Steam engines, and the ideas that come with them

Review of Raising Steam, a novel by Terry Prachett. Also my first Discworld novel, so this review might be more generic to the series than specific to the book.

I honestly wish I’ve known Prachett for longer, that I’ve started reading his books far earlier. The man was a genius, clever with his words and all his characters and this manificent little world he’s built.

Raising Steam is the fortieth (ya, seriously, 40th) RaisingSteam-covernovel set in the world of Discworld, a world that, far as I’ve heard, is disc-shaped, sits on top of four elephants, who themselves sit on top of a turtle swimming in space. That ought to tell you how things work in that world, because if I am to explain everything, all the workings and the humors and the great landscape of the world, it’ll take all day and more.

In Raising Steam, the world has discovered the power of, well, steam, and how to harness it to create a running locomotive. Meanwhile, politic has gone a little sour, and a group has formed who oppose all sort of modernization and liberation between the many sapient species of Discworld.

Prachett’s work is a bit of a work to get a first taste of. The way of his words are, by nature, humorous. Also a bit long-winded, for humorous effect. Also often throwing common conventions out of the window, because that’s often how humour works. This results in chuckles while reading it, a great many chuckles, but often a newcomer will have to actually double-check the paragraphs to understand what’s going on. For some it could be easy, for some it could be an exhausting time before they understand that you really ought to just chug along with the story, laugh at the puns, nevermind the little details because don’t worry, the author has them all taken care of.

So, a bit of a work to get started with, but once (or if) you’re accustomed to his words, you’ll be glad there’s thirty-nine more books where that came from*.

And Raising Steam is a marvellous book. Not only is it funny, but also very wise, with some serious ideas about the world we live in. Technology, new changes, politic, how people treat each other, among others. I often dislike stories with moral opinions and philosophy smacked right at your face, but in Raising Steam*, its ideas are weaved in the narrative so even when they blare a bit too loudly, instead of complaining about it you’re already busy laughing, chuckling, smiling, or otherwise amused.

Really, it’s a clever book. And funny. And who doesn’t like that almighty combination of funny and clever? Not something you just to read to pass the time but… okay, you can definitely read it to pass the time, but my point is that it’s worth every second you put into it. If you have some thoughts to spare, this book is highly recommended.

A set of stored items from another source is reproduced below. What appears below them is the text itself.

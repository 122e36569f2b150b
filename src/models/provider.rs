use std::fmt;

use serde::{Deserialize, Deserializer, Serialize, Serializer};

/// Provider ids arrive as integers from the current backend, but the contract
/// only promises an opaque identifier.
#[derive(Debug, Clone, PartialEq, Eq, Hash, Serialize, Deserialize)]
#[serde(untagged)]
pub enum ProviderId {
    Number(i64),
    Text(String),
}

impl fmt::Display for ProviderId {
    fn fmt(&self, f: &mut fmt::Formatter<'_>) -> fmt::Result {
        match self {
            ProviderId::Number(n) => write!(f, "{n}"),
            ProviderId::Text(s) => f.write_str(s),
        }
    }
}

#[derive(Debug, Clone, Serialize, Deserialize)]
pub struct Provider {
    pub id: ProviderId,
    pub rank: u32,
    #[serde(default, deserialize_with = "null_as_default")]
    pub name: String,
    #[serde(default, deserialize_with = "null_as_default")]
    pub service_type: String,
    #[serde(default, deserialize_with = "null_as_default")]
    pub neighborhood: String,
    #[serde(default, deserialize_with = "null_as_default")]
    pub rating: f64,
    #[serde(default)]
    pub reviews_count: Option<u32>,
    #[serde(default)]
    pub recommendation_strength: RecommendationStrength,
    #[serde(default, deserialize_with = "null_as_default")]
    pub contact: String,
    #[serde(default)]
    pub full_phone: Option<String>,
    #[serde(default)]
    pub email: Option<String>,
    #[serde(default)]
    pub website: Option<String>,
    #[serde(default)]
    pub street: Option<String>,
    #[serde(default)]
    pub postal_code: Option<String>,
    #[serde(default)]
    pub review_distribution: Option<ReviewDistribution>,
    #[serde(default)]
    pub reviews: Option<Vec<Review>>,
}

#[derive(Debug, Clone, Default, Serialize, Deserialize)]
#[serde(rename_all = "camelCase")]
pub struct ReviewDistribution {
    pub one_star: Option<u32>,
    pub two_star: Option<u32>,
    pub three_star: Option<u32>,
    pub four_star: Option<u32>,
    pub five_star: Option<u32>,
}

impl ReviewDistribution {
    /// Bucket count for a star level (1..=5). Unknown levels have no bucket.
    pub fn bucket(&self, stars: u8) -> Option<u32> {
        match stars {
            1 => self.one_star,
            2 => self.two_star,
            3 => self.three_star,
            4 => self.four_star,
            5 => self.five_star,
            _ => None,
        }
    }
}

#[derive(Debug, Clone, Serialize, Deserialize)]
pub struct Review {
    #[serde(default, deserialize_with = "null_as_default")]
    pub reviewer: String,
    #[serde(default, deserialize_with = "null_as_default")]
    pub rating: f64,
    #[serde(default, deserialize_with = "null_as_default")]
    pub date: String,
    #[serde(default, deserialize_with = "null_as_default")]
    pub text: String,
}

/// Strength label attached to each provider by the ranking engine. Labels the
/// client does not know are kept verbatim as `Unclassified`.
#[derive(Debug, Clone, PartialEq, Eq)]
pub enum RecommendationStrength {
    HighlyRecommended,
    StronglyRecommended,
    Recommended,
    Unclassified(String),
}

impl RecommendationStrength {
    pub fn parse(label: &str) -> Self {
        match label {
            "Highly Recommended" => RecommendationStrength::HighlyRecommended,
            "Strongly Recommended" => RecommendationStrength::StronglyRecommended,
            "Recommended" => RecommendationStrength::Recommended,
            other => RecommendationStrength::Unclassified(other.to_string()),
        }
    }

    pub fn label(&self) -> &str {
        match self {
            RecommendationStrength::HighlyRecommended => "Highly Recommended",
            RecommendationStrength::StronglyRecommended => "Strongly Recommended",
            RecommendationStrength::Recommended => "Recommended",
            RecommendationStrength::Unclassified(raw) => raw,
        }
    }
}

impl Default for RecommendationStrength {
    fn default() -> Self {
        RecommendationStrength::Unclassified(String::new())
    }
}

impl Serialize for RecommendationStrength {
    fn serialize<S: Serializer>(&self, serializer: S) -> Result<S::Ok, S::Error> {
        serializer.serialize_str(self.label())
    }
}

impl<'de> Deserialize<'de> for RecommendationStrength {
    fn deserialize<D: Deserializer<'de>>(deserializer: D) -> Result<Self, D::Error> {
        let label: Option<String> = Option::deserialize(deserializer)?;
        Ok(label
            .map(|l| RecommendationStrength::parse(&l))
            .unwrap_or_default())
    }
}

/// Body of `GET /recommendations`. A missing `providers` field is an empty result.
#[derive(Debug, Clone, Default, Serialize, Deserialize)]
pub struct RecommendationsResponse {
    #[serde(default, deserialize_with = "null_as_default")]
    pub providers: Vec<Provider>,
}

fn null_as_default<'de, D, T>(deserializer: D) -> Result<T, D::Error>
where
    D: Deserializer<'de>,
    T: Default + Deserialize<'de>,
{
    Ok(Option::<T>::deserialize(deserializer)?.unwrap_or_default())
}

#[cfg(test)]
mod tests {
    use super::*;

    #[test]
    fn test_parse_minimal_provider() {
        let json = r#"{"id":7,"rank":1,"name":"Ace Plumbing","service_type":"plumber","neighborhood":"downtown","contact":"555-0101","rating":4.6,"recommendation_strength":"Strongly Recommended"}"#;
        let provider: Provider = serde_json::from_str(json).unwrap();
        assert_eq!(provider.id, ProviderId::Number(7));
        assert_eq!(
            provider.recommendation_strength,
            RecommendationStrength::StronglyRecommended
        );
        assert!(provider.reviews.is_none());
        assert!(provider.review_distribution.is_none());
    }

    #[test]
    fn test_parse_unknown_strength_label() {
        let json = r#"{"id":"abc","rank":2,"name":"X","service_type":"s","neighborhood":"n","contact":null,"rating":null,"recommendation_strength":"Somewhat Recommended"}"#;
        let provider: Provider = serde_json::from_str(json).unwrap();
        assert_eq!(provider.id, ProviderId::Text("abc".to_string()));
        assert_eq!(provider.contact, "");
        assert_eq!(provider.rating, 0.0);
        assert_eq!(
            provider.recommendation_strength,
            RecommendationStrength::Unclassified("Somewhat Recommended".to_string())
        );
        assert_eq!(provider.recommendation_strength.label(), "Somewhat Recommended");
    }

    #[test]
    fn test_parse_distribution_camel_case() {
        let json = r#"{"oneStar":1,"twoStar":0,"fiveStar":9}"#;
        let dist: ReviewDistribution = serde_json::from_str(json).unwrap();
        assert_eq!(dist.bucket(1), Some(1));
        assert_eq!(dist.bucket(3), None);
        assert_eq!(dist.bucket(5), Some(9));
        assert_eq!(dist.bucket(6), None);
    }

    #[test]
    fn test_missing_providers_is_empty() {
        let resp: RecommendationsResponse = serde_json::from_str("{}").unwrap();
        assert!(resp.providers.is_empty());
        let resp: RecommendationsResponse = serde_json::from_str(r#"{"providers":null}"#).unwrap();
        assert!(resp.providers.is_empty());
    }

    #[test]
    fn test_strength_serializes_as_label() {
        let value = serde_json::to_value(RecommendationStrength::HighlyRecommended).unwrap();
        assert_eq!(value, serde_json::json!("Highly Recommended"));
    }
}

And if you’re new to Discworld, don’t be fooled by the trolls and goblins in the front cover and the thick smell of fantasy. It’s fantasy, yes, but not an epic of the Tolkien sort. Everything is taken with good humour and good practice and even if the world is not our own, its ideas are definitely not far-fetched.

* Are all the other Discworld novels like this? This is fantastic 


2 thoughts on “Steam engines, and the ideas that come with them

  1. As I understand it, this is your first DW? That’s an odd choice since it is chronologically, the last Discworld to come out. But you’ll be surprised at how many more fantastic stories you’ll find. The Moist von Lipwig novels are good. As were the Witch centric ones. But I find the Watch novels (police procedural satire) to be the most satisfying! Hope you have a good time reading more DW! 🙂

    1. Well, I don’t really have a choice. English books aren’t commonplace where I live and Prachett’s books are hard to find among them. I was basically squeeing when I saw this book, having hitherto only heard wind of the series in the internet.

      But I’m definitely in the lookout for more now.